The recommendation, which is directed at those ‘who have the possibility to work from home,’ will remain in place until the New Year and is designed to make things easier for those who need to physically go to work.

It comes after the country’s top epidemioloigst announced yesterday that Sweden was witnessing a ‘very positive’ downward trend, with the lockdown free country recording 318 new cases today and serious cases in need of intensive care falling.

Cases in Sweden continue to drop as infection rates fall

Death rates in the country are similarly down

Death rates in the country are similarly down

But the country has had 80,100 total cases of coronavirus, and one of the highest per capita death tolls in the world – well above Denmark, Norway and Finland which have each seen fewer than 1,000 deaths.

Public Health Agency noted that ‘if our contacts go up again there is a considerable risk of a new spread during the autumn’.  

Sweden has been an outlier in its coronavirus response. It has kept schools for under-16s open and has not closed cafes, bars, restaurants and most businesses.
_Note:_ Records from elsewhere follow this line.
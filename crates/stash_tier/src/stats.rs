// Copyright (c) Microsoft Corporation.
// Licensed under the MIT License.

//! Diagnostic snapshot returned by a tier's statistics path.

/// A point-in-time statistics snapshot from a storage backend.
///
/// `TierStats` is purely diagnostic: a human-readable summary line, the
/// storage footprint in bytes, and the raw (already sanitized) backend
/// snapshots for consumers that want the details.
///
/// # Examples
///
/// ```
/// use stash_tier::TierStats;
///
/// let stats = TierStats::new("backend v1.2", 4096, serde_json::json!({"uptime": 12}));
/// assert_eq!(stats.size_bytes(), 4096);
/// assert_eq!(stats.raw()["uptime"], 12);
/// ```
#[derive(Clone, Debug, Default, PartialEq, Eq)]
pub struct TierStats {
    info: String,
    size_bytes: u64,
    raw: serde_json::Value,
}

impl TierStats {
    /// Creates a snapshot from its three parts.
    pub fn new(info: impl Into<String>, size_bytes: u64, raw: serde_json::Value) -> Self {
        Self {
            info: info.into(),
            size_bytes,
            raw,
        }
    }

    /// Returns the human-readable summary line.
    #[must_use]
    pub fn info(&self) -> &str {
        &self.info
    }

    /// Returns the storage footprint in bytes.
    #[must_use]
    pub fn size_bytes(&self) -> u64 {
        self.size_bytes
    }

    /// Returns the raw sanitized backend snapshot.
    #[must_use]
    pub fn raw(&self) -> &serde_json::Value {
        &self.raw
    }

    /// Consumes the snapshot and returns the raw value.
    #[must_use]
    pub fn into_raw(self) -> serde_json::Value {
        self.raw
    }
}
Masks have been recommended only for healthcare personnel.

Its approach has been based on an attempt to gain herd immunity, but the World Health Organization has warned against pinning hopes on an immune response after contracting the virus.    

Nevertheless, Sweden now has a similar infection rate to the UK with a handful of people are now being admitted to intensive care per week, down from as many as 45 per day at the height of the crisis.

Sweden's top epidemiologist Anders Tegnell has celebrated the number of falling cases but officials have said staff must still remain at home to avoid numbers rising again

Sweden’s top epidemiologist Anders Tegnell has celebrated the number of falling cases but officials have said staff must still remain at home to avoid numbers rising again

Deaths have also fallen, with 56 fatalities announced in the last week compared to 101 in the previous seven days. 

Swedish officials have promised to launch an investigation into the country’s coronavirus response.

The commission has a broad mandate to look at how the virus arrived in Sweden, how it spread, the government’s response, and the effect on equality.

The commission will report on elderly care at the end of November, although its final conclusions are not due until 2022, ahead of a national election. 

The UK Foreign Office continues to advise against non-essential travel to Sweden, but has lifted that warning for the other Scandinavian countries.